In our paper "Single-nucleotide polymorphisms and other mismatches reduce performance of quantitative PCR assays" (Clinical Chemistry, 2013 ), we've assessed the impact of mismatches in primer annealing sites on PCR efficiency. As expected, these results show a negative correlation between the number of mismatches and assay performance, with higher mismatch numbers resulting in higher Cq values and thus less generated product.
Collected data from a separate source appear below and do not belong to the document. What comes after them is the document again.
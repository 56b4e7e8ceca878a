use crate::content::TargetContent;

#[derive(Clone, Copy, Debug, PartialEq, Eq)]
pub enum CharClass {
    Untyped,
    Correct,
    Incorrect,
    /// typed past the end of the target word (or snippet)
    Extra,
    /// skipped in a word the user has already moved past
    Missed,
}

/// One position of the comparison between target and input
#[derive(Clone, Copy, Debug, PartialEq, Eq)]
pub struct ClassifiedChar {
    pub expected: Option<char>,
    pub typed: Option<char>,
    pub class: CharClass,
}

impl ClassifiedChar {
    /// The character to show for this position
    pub fn display_char(&self) -> char {
        match self.class {
            CharClass::Extra => self.typed.unwrap_or(' '),
            _ => self.expected.or(self.typed).unwrap_or(' '),
        }
    }
}

/// A word in word modes, the whole snippet in code mode
#[derive(Clone, Debug, PartialEq, Eq)]
pub struct Segment {
    pub chars: Vec<ClassifiedChar>,
    /// the user has moved past this segment
    pub finished: bool,
    /// the segment the cursor is in
    pub current: bool,
    /// typed with no target word to compare against
    pub overflow: bool,
}

#[derive(Clone, Copy, Debug, Default, PartialEq, Eq)]
pub struct CharStats {
    pub correct: usize,
    pub incorrect: usize,
    pub extra: usize,
    pub missed: usize,
}

/// How target and input are cut into comparable pieces
#[derive(Clone, Copy, Debug, PartialEq, Eq)]
pub enum Segmentation {
    /// split on spaces, compare word by word
    WordDelimited,
    /// one positional comparison over the whole string
    WholeString,
}

impl Segmentation {
    pub fn for_target(target: &TargetContent) -> Self {
        match target {
            TargetContent::Words(_) => Segmentation::WordDelimited,
            TargetContent::Code(_) => Segmentation::WholeString,
        }
    }
}

/// Live classification is for rendering while typing. The final pass also
/// marks the unfilled tail of a snippet as missed.
#[derive(Clone, Copy, Debug, PartialEq, Eq)]
pub enum Pass {
    Live,
    Final,
}

#[derive(Clone, Debug, PartialEq, Eq)]
pub struct Classification {
    pub segmentation: Segmentation,
    pub segments: Vec<Segment>,
    /// spaces after finished words that have a target word
    pub completed_separators: usize,
}

impl Classification {
    pub fn char_stats(&self) -> CharStats {
        let mut stats = CharStats::default();
        for c in self.segments.iter().flat_map(|s| s.chars.iter()) {
            match c.class {
                CharClass::Correct => stats.correct += 1,
                CharClass::Incorrect => stats.incorrect += 1,
                CharClass::Extra => stats.extra += 1,
                CharClass::Missed => stats.missed += 1,
                CharClass::Untyped => {}
            }
        }
        stats
    }

    /// Correct positions plus the implicit correct space after each finished word
    pub fn correct_chars(&self) -> usize {
        self.char_stats().correct + self.completed_separators
    }
}

pub fn classify(target: &TargetContent, input: &str, pass: Pass) -> Classification {
    match target {
        TargetContent::Words(words) => classify_words(words, input),
        TargetContent::Code(snippet) => classify_whole(&snippet.code, input, pass),
    }
}

fn classify_words(words: &[String], input: &str) -> Classification {
    let typed: Vec<&str> = input.split(' ').collect();
    // split always yields at least one segment, the one being typed
    let current = typed.len() - 1;

    let mut segments = Vec::with_capacity(words.len().max(typed.len()));
    let mut completed_separators = 0;

    for (i, word) in words.iter().enumerate() {
        let finished = i < current;
        let chars = match typed.get(i) {
            Some(typed_word) => compare_positions(word, typed_word, finished),
            None => word
                .chars()
                .map(|c| ClassifiedChar {
                    expected: Some(c),
                    typed: None,
                    class: CharClass::Untyped,
                })
                .collect(),
        };
        if finished {
            completed_separators += 1;
        }
        segments.push(Segment {
            chars,
            finished,
            current: i == current,
            overflow: false,
        });
    }

    for (i, typed_word) in typed.iter().enumerate().skip(words.len()) {
        segments.push(Segment {
            chars: typed_word
                .chars()
                .map(|c| ClassifiedChar {
                    expected: None,
                    typed: Some(c),
                    class: CharClass::Extra,
                })
                .collect(),
            finished: i < current,
            current: i == current,
            overflow: true,
        });
    }

    Classification {
        segmentation: Segmentation::WordDelimited,
        segments,
        completed_separators,
    }
}

fn classify_whole(code: &str, input: &str, pass: Pass) -> Classification {
    let finished = pass == Pass::Final;
    Classification {
        segmentation: Segmentation::WholeString,
        segments: vec![Segment {
            chars: compare_positions(code, input, finished),
            finished,
            current: !finished,
            overflow: false,
        }],
        completed_separators: 0,
    }
}

fn compare_positions(expected: &str, typed: &str, finished: bool) -> Vec<ClassifiedChar> {
    let mut expected = expected.chars();
    let mut typed = typed.chars();
    let mut out = Vec::new();

    loop {
        let (e, t) = (expected.next(), typed.next());
        let class = match (e, t) {
            (None, None) => break,
            (Some(e), Some(t)) if e == t => CharClass::Correct,
            (Some(_), Some(_)) => CharClass::Incorrect,
            (None, Some(_)) => CharClass::Extra,
            (Some(_), None) if finished => CharClass::Missed,
            (Some(_), None) => CharClass::Untyped,
        };
        out.push(ClassifiedChar {
            expected: e,
            typed: t,
            class,
        });
    }

    out
}
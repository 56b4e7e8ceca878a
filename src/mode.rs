use clap::ValueEnum;
use serde::{Deserialize, Serialize};

/// Number of words generated for a timed test. Fast typists never reach the
/// end within the usual durations.
pub const TIME_MODE_WORDS: usize = 100;

pub const DURATION_PRESETS: [u64; 4] = [15, 30, 60, 120];
pub const WORD_COUNT_PRESETS: [usize; 4] = [10, 25, 50, 100];

/// What the user is asked to type and when the test ends
#[derive(
    Debug, Clone, Copy, PartialEq, Eq, Serialize, Deserialize, ValueEnum, strum_macros::Display,
)]
#[serde(rename_all = "lowercase")]
#[strum(serialize_all = "lowercase")]
pub enum TestMode {
    /// fixed duration, as many words as the user manages
    Time,
    /// fixed number of words
    Words,
    /// a code snippet typed verbatim, newlines and indentation included
    Code,
}

impl TestMode {
    pub fn next(self) -> Self {
        match self {
            TestMode::Time => TestMode::Words,
            TestMode::Words => TestMode::Code,
            TestMode::Code => TestMode::Time,
        }
    }

    pub fn prev(self) -> Self {
        match self {
            TestMode::Time => TestMode::Code,
            TestMode::Words => TestMode::Time,
            TestMode::Code => TestMode::Words,
        }
    }

    /// Word-based modes split the input on spaces, code compares whole strings
    pub fn is_word_based(self) -> bool {
        !matches!(self, TestMode::Code)
    }

    /// Label for the remaining-counter in the stats bar
    pub fn remaining_label(self) -> &'static str {
        match self {
            TestMode::Time => "sec",
            TestMode::Words => "words",
            TestMode::Code => "chars",
        }
    }
}

/// Step through a preset list, wrapping at both ends. A value that is not a
/// preset snaps to the first one.
pub fn cycle_preset<T: Copy + PartialEq>(presets: &[T], current: T, forward: bool) -> T {
    let Some(pos) = presets.iter().position(|p| *p == current) else {
        return presets[0];
    };
    let len = presets.len();
    let idx = if forward {
        (pos + 1) % len
    } else {
        (pos + len - 1) % len
    };
    presets[idx]
}

#[cfg(test)]
mod tests {
    use super::*;

    #[test]
    fn test_mode_display_is_lowercase() {
        assert_eq!(TestMode::Time.to_string(), "time");
        assert_eq!(TestMode::Words.to_string(), "words");
        assert_eq!(TestMode::Code.to_string(), "code");
    }

    #[test]
    fn test_mode_cycles_both_ways() {
        let mut mode = TestMode::Time;
        for _ in 0..3 {
            mode = mode.next();
        }
        assert_eq!(mode, TestMode::Time);
        assert_eq!(TestMode::Time.prev(), TestMode::Code);
        assert_eq!(TestMode::Code.next(), TestMode::Time);
    }

    #[test]
    fn test_mode_serde_names() {
        let json = serde_json::to_string(&TestMode::Words).unwrap();
        assert_eq!(json, "\"words\"");
        let mode: TestMode = serde_json::from_str("\"code\"").unwrap();
        assert_eq!(mode, TestMode::Code);
    }

    #[test]
    fn test_cycle_preset_wraps() {
        assert_eq!(cycle_preset(&DURATION_PRESETS, 120, true), 15);
        assert_eq!(cycle_preset(&DURATION_PRESETS, 15, false), 120);
        assert_eq!(cycle_preset(&WORD_COUNT_PRESETS, 25, true), 50);
    }

    #[test]
    fn test_cycle_preset_unknown_value_snaps_to_first() {
        assert_eq!(cycle_preset(&WORD_COUNT_PRESETS, 7, true), 10);
    }
}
The same data can also be be used to in silico predict the specificity of an assay. When designing, the potential of each assay to generate aspecific or off-target products, can be assessed by aligning the primer sequences to the genome or transcriptome while allowing up to three mismatches per primer annealing site (and taking into account the maximum allowed product length). By collecting all possible annealing sites - both the perfect and imperfect (aspecific) ones - and tracking the position of mismatches in them, a score depicting the amplification potential of each site can be calculated. This enables the selection of the best assays - i.e. resulting in the least degree of aspecific product generation - during primer design and allows user to critically assess the quality of an assay before wet-lab testing.
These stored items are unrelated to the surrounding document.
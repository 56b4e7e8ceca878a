use std::fmt;

use include_dir::{include_dir, Dir};
use rand::seq::SliceRandom;
use serde::de::DeserializeOwned;
use serde::{Deserialize, Serialize};
use serde_json::from_str;

use crate::error::{TfResult, TypeForgeError};

static CORPUS_DIR: Dir = include_dir!("src/corpus");

const WORD_LIST_FILE: &str = "english.json";
const SNIPPETS_FILE: &str = "snippets.json";

#[derive(Deserialize, Clone, Debug)]
pub struct WordList {
    pub name: String,
    pub size: u32,
    pub words: Vec<String>,
}

/// A block of code to be typed verbatim
#[derive(Serialize, Deserialize, Clone, Debug, Default, PartialEq, Eq)]
pub struct Snippet {
    pub language: String,
    pub code: String,
}

/// Source of target text for a session
pub trait ContentProvider: fmt::Debug {
    fn generate_words(&self, count: usize) -> Vec<String>;
    fn random_snippet(&self) -> Snippet;
}

/// Random words and snippets from the corpus compiled into the binary
#[derive(Debug, Clone)]
pub struct CorpusProvider {
    words: WordList,
    snippets: Vec<Snippet>,
}

impl CorpusProvider {
    pub fn embedded() -> TfResult<Self> {
        let words: WordList = read_corpus_file(WORD_LIST_FILE)?;
        let snippets: Vec<Snippet> = read_corpus_file(SNIPPETS_FILE)?;

        if words.words.is_empty() {
            return Err(TypeForgeError::Content(format!(
                "word list '{}' is empty",
                words.name
            )));
        }
        if snippets.is_empty() {
            return Err(TypeForgeError::Content("no code snippets available".into()));
        }

        tracing::debug!(
            word_list = %words.name,
            words = words.words.len(),
            snippets = snippets.len(),
            "loaded embedded corpus"
        );

        Ok(Self { words, snippets })
    }

    pub fn word_list(&self) -> &WordList {
        &self.words
    }

    pub fn snippets(&self) -> &[Snippet] {
        &self.snippets
    }
}

impl ContentProvider for CorpusProvider {
    fn generate_words(&self, count: usize) -> Vec<String> {
        let mut rng = rand::thread_rng();
        let mut out: Vec<String> = Vec::with_capacity(count);

        while out.len() < count {
            let Some(word) = self.words.words.choose(&mut rng) else {
                break;
            };
            // no immediate repeats, they read like a typo in the prompt
            if self.words.words.len() > 1 && out.last() == Some(word) {
                continue;
            }
            out.push(word.clone());
        }

        out
    }

    fn random_snippet(&self) -> Snippet {
        let mut rng = rand::thread_rng();
        self.snippets.choose(&mut rng).cloned().unwrap_or_default()
    }
}

/// Fixed content, used for custom prompts and in tests
#[derive(Debug, Clone, PartialEq, Eq)]
pub struct StaticProvider {
    words: Vec<String>,
    snippet: Snippet,
}

impl StaticProvider {
    pub fn new(words: Vec<String>, snippet: Snippet) -> Self {
        Self { words, snippet }
    }

    /// Word modes get the prompt split on whitespace, code mode gets it verbatim
    pub fn from_prompt(prompt: &str) -> Self {
        Self {
            words: prompt.split_whitespace().map(str::to_string).collect(),
            snippet: Snippet {
                language: "text".to_string(),
                code: prompt.to_string(),
            },
        }
    }
}

impl ContentProvider for StaticProvider {
    /// The prompt is the whole test, so `count` is ignored
    fn generate_words(&self, _count: usize) -> Vec<String> {
        self.words.clone()
    }

    fn random_snippet(&self) -> Snippet {
        self.snippet.clone()
    }
}

/// The text of one session
#[derive(Debug, Clone, PartialEq, Eq)]
pub enum TargetContent {
    Words(Vec<String>),
    Code(Snippet),
}

impl TargetContent {
    pub fn words(&self) -> Option<&[String]> {
        match self {
            TargetContent::Words(words) => Some(words),
            TargetContent::Code(_) => None,
        }
    }

    /// Full target text as the user would type it
    pub fn text(&self) -> String {
        match self {
            TargetContent::Words(words) => words.join(" "),
            TargetContent::Code(snippet) => snippet.code.clone(),
        }
    }

    pub fn char_len(&self) -> usize {
        match self {
            TargetContent::Words(words) => {
                words.iter().map(|w| w.chars().count()).sum::<usize>()
                    + words.len().saturating_sub(1)
            }
            TargetContent::Code(snippet) => snippet.code.chars().count(),
        }
    }

    pub fn is_empty(&self) -> bool {
        self.char_len() == 0
    }
}

fn read_corpus_file<T: DeserializeOwned>(file_name: &str) -> TfResult<T> {
    let file = CORPUS_DIR
        .get_file(file_name)
        .ok_or_else(|| TypeForgeError::Content(format!("corpus file '{file_name}' not found")))?;

    let contents = file.contents_utf8().ok_or_else(|| {
        TypeForgeError::Content(format!("corpus file '{file_name}' is not valid UTF-8"))
    })?;

    Ok(from_str(contents)?)
}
Figure 1 : Percentage of assays with more than 98% of the reads mapping to on-target regions
Figure 2 : Percentage of assays showing more than 2% aspecific coverage, grouped by in silico specificity score. Numbers (x/y) in the bars indicate the number of assays with a certain with more than 2% non-specificity (x) across all assays having the corresponding in silico specificity score (y).
The validity of the above described workflow, which is implemented in pxlence' state-of-the-art primer design pipeline, was proven by experimentally testing almost 2,300 assays in two samples (for more details, see the paper in the knowledge center of our website). Following non-optimized PCR, generated products were amplified and the aspecific potential of each assay was determined by comparing on- and off-target sequencing coverage. Observations showed the majority of the assays (88%) to result in less than 2% off-target coverage (Figure 1). In addition, a good correlation could be shown between the calculated specificity score (ranging from 1 to 7, low to high degree of specificity) and the percentage of assays having more than 2% aspecific coverage (Figure 2), indicating that assays with higher specificity scores tend to result in less aspecific coverage. Together, these data illustrate once more the quality of our assays and the strength of our in silico specificity assessment workflow and primer design pipeline.